>>

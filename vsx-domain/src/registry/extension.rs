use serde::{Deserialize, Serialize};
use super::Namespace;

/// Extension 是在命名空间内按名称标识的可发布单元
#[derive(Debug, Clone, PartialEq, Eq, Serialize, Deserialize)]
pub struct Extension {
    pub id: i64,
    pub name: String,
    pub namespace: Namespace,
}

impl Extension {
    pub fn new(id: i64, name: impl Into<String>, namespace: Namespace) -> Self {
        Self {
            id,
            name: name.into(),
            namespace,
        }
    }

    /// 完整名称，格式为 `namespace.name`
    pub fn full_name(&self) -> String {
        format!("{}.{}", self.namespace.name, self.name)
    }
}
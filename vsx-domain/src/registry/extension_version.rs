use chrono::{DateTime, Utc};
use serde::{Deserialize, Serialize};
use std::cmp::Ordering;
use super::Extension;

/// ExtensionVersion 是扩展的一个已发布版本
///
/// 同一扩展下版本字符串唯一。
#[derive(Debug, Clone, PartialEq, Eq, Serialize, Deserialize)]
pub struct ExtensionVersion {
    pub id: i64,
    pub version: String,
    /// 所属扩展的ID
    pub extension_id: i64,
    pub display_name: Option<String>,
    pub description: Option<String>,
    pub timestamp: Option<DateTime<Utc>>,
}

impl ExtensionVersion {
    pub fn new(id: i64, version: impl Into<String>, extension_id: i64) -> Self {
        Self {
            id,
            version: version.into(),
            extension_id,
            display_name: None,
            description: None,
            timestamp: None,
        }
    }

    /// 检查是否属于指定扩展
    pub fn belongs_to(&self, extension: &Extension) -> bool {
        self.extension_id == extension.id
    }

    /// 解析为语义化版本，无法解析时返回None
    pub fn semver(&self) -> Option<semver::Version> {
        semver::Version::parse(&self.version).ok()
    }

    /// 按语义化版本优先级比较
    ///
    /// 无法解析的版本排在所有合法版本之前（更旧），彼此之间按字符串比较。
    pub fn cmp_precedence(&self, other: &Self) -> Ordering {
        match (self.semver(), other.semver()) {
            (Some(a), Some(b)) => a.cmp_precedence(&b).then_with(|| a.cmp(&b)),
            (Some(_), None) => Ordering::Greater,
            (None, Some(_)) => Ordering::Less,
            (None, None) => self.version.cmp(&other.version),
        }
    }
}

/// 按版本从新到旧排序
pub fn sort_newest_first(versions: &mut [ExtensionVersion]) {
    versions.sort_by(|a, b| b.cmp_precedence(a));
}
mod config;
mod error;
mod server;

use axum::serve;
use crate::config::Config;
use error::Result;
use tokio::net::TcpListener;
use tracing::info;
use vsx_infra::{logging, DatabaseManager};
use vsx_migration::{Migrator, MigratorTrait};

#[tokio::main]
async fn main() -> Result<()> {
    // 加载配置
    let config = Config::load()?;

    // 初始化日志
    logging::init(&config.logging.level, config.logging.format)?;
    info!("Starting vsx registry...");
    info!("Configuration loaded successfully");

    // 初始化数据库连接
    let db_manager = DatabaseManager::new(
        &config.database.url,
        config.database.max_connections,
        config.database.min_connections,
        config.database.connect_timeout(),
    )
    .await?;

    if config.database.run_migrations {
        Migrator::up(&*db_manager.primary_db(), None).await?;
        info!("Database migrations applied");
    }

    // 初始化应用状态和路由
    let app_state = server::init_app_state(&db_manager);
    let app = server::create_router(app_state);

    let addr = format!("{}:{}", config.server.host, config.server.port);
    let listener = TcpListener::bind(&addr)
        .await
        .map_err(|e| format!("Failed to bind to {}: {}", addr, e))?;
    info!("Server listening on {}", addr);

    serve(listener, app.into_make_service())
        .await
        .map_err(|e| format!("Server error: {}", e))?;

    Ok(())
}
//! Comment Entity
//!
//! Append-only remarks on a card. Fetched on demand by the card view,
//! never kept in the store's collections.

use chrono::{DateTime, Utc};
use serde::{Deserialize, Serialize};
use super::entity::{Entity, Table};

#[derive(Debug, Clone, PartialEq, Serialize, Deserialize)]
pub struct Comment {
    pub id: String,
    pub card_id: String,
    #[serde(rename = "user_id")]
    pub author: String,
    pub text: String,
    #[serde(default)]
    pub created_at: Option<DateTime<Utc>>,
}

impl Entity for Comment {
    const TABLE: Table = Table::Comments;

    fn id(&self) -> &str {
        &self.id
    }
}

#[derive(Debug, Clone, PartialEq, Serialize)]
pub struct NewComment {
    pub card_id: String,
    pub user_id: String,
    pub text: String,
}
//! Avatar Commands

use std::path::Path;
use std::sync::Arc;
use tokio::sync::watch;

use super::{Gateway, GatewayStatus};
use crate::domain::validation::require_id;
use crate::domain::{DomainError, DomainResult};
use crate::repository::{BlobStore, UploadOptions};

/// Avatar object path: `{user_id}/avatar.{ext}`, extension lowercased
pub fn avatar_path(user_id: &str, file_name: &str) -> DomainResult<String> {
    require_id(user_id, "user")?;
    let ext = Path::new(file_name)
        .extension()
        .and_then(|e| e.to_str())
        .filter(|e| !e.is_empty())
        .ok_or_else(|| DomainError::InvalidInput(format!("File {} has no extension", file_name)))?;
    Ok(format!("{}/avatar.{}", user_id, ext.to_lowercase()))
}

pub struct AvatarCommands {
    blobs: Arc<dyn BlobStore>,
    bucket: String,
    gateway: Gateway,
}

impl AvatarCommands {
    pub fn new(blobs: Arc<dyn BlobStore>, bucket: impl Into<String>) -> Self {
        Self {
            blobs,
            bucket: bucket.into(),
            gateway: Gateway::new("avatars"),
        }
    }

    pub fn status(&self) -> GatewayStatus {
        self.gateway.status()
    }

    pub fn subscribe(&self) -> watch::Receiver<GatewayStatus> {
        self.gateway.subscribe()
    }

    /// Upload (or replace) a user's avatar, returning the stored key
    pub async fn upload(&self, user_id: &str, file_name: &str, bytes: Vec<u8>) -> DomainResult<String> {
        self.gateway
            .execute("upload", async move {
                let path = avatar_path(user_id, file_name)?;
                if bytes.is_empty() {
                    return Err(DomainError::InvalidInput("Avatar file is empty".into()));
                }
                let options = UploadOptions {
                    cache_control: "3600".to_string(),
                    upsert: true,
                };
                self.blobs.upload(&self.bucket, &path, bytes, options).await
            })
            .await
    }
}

<<

» WHAT NEEDS TO BE DONE:
The records must be given again in full, exactly as they were written.

» YOUR RESPONSE:
filename vsx-domain/src/registry/extension.rs
use serde::{Deserialize, Serialize};
use super::Namespace;

/// Extension 是在命名空间内按名称标识的可发布单元
#[derive(Debug, Clone, PartialEq, Eq, Serialize, Deserialize)]
pub struct Extension {
    pub id: i64,
    pub name: String,
    pub namespace: Namespace,
}

impl Extension {
    pub fn new(id: i64, name: impl Into<String>, namespace: Namespace) -> Self {
        Self {
            id,
            name: name.into(),
            namespace,
        }
    }

    /// 完整名称，格式为 `namespace.name`
    pub fn full_name(&self) -> String {
        format!("{}.{}", self.namespace.name, self.name)
    }
}
filename vsx-domain/src/registry/extension_version.rs
use chrono::{DateTime, Utc};
use serde::{Deserialize, Serialize};
use std::cmp::Ordering;
use super::Extension;

/// ExtensionVersion 是扩展的一个已发布版本
///
/// 同一扩展下版本字符串唯一。
#[derive(Debug, Clone, PartialEq, Eq, Serialize, Deserialize)]
pub struct ExtensionVersion {
    pub id: i64,
    pub version: String,
    /// 所属扩展的ID
    pub extension_id: i64,
    pub display_name: Option<String>,
    pub description: Option<String>,
    pub timestamp: Option<DateTime<Utc>>,
}

impl ExtensionVersion {
    pub fn new(id: i64, version: impl Into<String>, extension_id: i64) -> Self {
        Self {
            id,
            version: version.into(),
            extension_id,
            display_name: None,
            description: None,
            timestamp: None,
        }
    }

    /// 检查是否属于指定扩展
    pub fn belongs_to(&self, extension: &Extension) -> bool {
        self.extension_id == extension.id
    }

    /// 解析为语义化版本，无法解析时返回None
    pub fn semver(&self) -> Option<semver::Version> {
        semver::Version::parse(&self.version).ok()
    }

    /// 按语义化版本优先级比较
    ///
    /// 无法解析的版本排在所有合法版本之前（更旧），彼此之间按字符串比较。
    pub fn cmp_precedence(&self, other: &Self) -> Ordering {
        match (self.semver(), other.semver()) {
            (Some(a), Some(b)) => a.cmp_precedence(&b).then_with(|| a.cmp(&b)),
            (Some(_), None) => Ordering::Greater,
            (None, Some(_)) => Ordering::Less,
            (None, None) => self.version.cmp(&other.version),
        }
    }
}

/// 按版本从新到旧排序
pub fn sort_newest_first(versions: &mut [ExtensionVersion]) {
    versions.sort_by(|a, b| b.cmp_precedence(a));
}
mod config;
mod error;
mod server;

use axum::serve;
use crate::config::Config;
use error::Result;
use tokio::net::TcpListener;
use tracing::info;
use vsx_infra::{logging, DatabaseManager};
use vsx_migration::{Migrator, MigratorTrait};

#[tokio::main]
async fn main() -> Result<()> {
    // 加载配置
    let config = Config::load()?;

    // 初始化日志
    logging::init(&config.logging.level, config.logging.format)?;
    info!("Starting vsx registry...");
    info!("Configuration loaded successfully");

    // 初始化数据库连接
    let db_manager = DatabaseManager::new(
        &config.database.url,
        config.database.max_connections,
        config.database.min_connections,
        config.database.connect_timeout(),
    )
    .await?;

    if config.database.run_migrations {
        Migrator::up(&*db_manager.primary_db(), None).await?;
        info!("Database migrations applied");
    }

    // 初始化应用状态和路由
    let app_state = server::init_app_state(&db_manager);
    let app = server::create_router(app_state);

    let addr = format!("{}:{}", config.server.host, config.server.port);
    let listener = TcpListener::bind(&addr)
        .await
        .map_err(|e| format!("Failed to bind to {}: {}", addr, e))?;
    info!("Server listening on {}", addr);

    serve(listener, app.into_make_service())
        .await
        .map_err(|e| format!("Server error: {}", e))?;

    Ok(())
}
//! Comment Entity
//!
//! Append-only remarks on a card. Fetched on demand by the card view,
//! never kept in the store's collections.

use chrono::{DateTime, Utc};
use serde::{Deserialize, Serialize};
use super::entity::{Entity, Table};

#[derive(Debug, Clone, PartialEq, Serialize, Deserialize)]
pub struct Comment {
    pub id: String,
    pub card_id: String,
    #[serde(rename = "user_id")]
    pub author: String,
    pub text: String,
    #[serde(default)]
    pub created_at: Option<DateTime<Utc>>,
}

impl Entity for Comment {
    const TABLE: Table = Table::Comments;

    fn id(&self) -> &str {
        &self.id
    }
}

#[derive(Debug, Clone, PartialEq, Serialize)]
pub struct NewComment {
    pub card_id: String,
    pub user_id: String,
    pub text: String,
}
//! Avatar Commands

use std::path::Path;
use std::sync::Arc;
use tokio::sync::watch;

use super::{Gateway, GatewayStatus};
use crate::domain::validation::require_id;
use crate::domain::{DomainError, DomainResult};
use crate::repository::{BlobStore, UploadOptions};

/// Avatar object path: `{user_id}/avatar.{ext}`, extension lowercased
pub fn avatar_path(user_id: &str, file_name: &str) -> DomainResult<String> {
    require_id(user_id, "user")?;
    let ext = Path::new(file_name)
        .extension()
        .and_then(|e| e.to_str())
        .filter(|e| !e.is_empty())
        .ok_or_else(|| DomainError::InvalidInput(format!("File {} has no extension", file_name)))?;
    Ok(format!("{}/avatar.{}", user_id, ext.to_lowercase()))
}

pub struct AvatarCommands {
    blobs: Arc<dyn BlobStore>,
    bucket: String,
    gateway: Gateway,
}

impl AvatarCommands {
    pub fn new(blobs: Arc<dyn BlobStore>, bucket: impl Into<String>) -> Self {
        Self {
            blobs,
            bucket: bucket.into(),
            gateway: Gateway::new("avatars"),
        }
    }

    pub fn status(&self) -> GatewayStatus {
        self.gateway.status()
    }

    pub fn subscribe(&self) -> watch::Receiver<GatewayStatus> {
        self.gateway.subscribe()
    }

    /// Upload (or replace) a user's avatar, returning the stored key
    pub async fn upload(&self, user_id: &str, file_name: &str, bytes: Vec<u8>) -> DomainResult<String> {
        self.gateway
            .execute("upload", async move {
                let path = avatar_path(user_id, file_name)?;
                if bytes.is_empty() {
                    return Err(DomainError::InvalidInput("Avatar file is empty".into()));
                }
                let options = UploadOptions {
                    cache_control: "3600".to_string(),
                    upsert: true,
                };
                self.blobs.upload(&self.bucket, &path, bytes, options).await
            })
            .await
    }
}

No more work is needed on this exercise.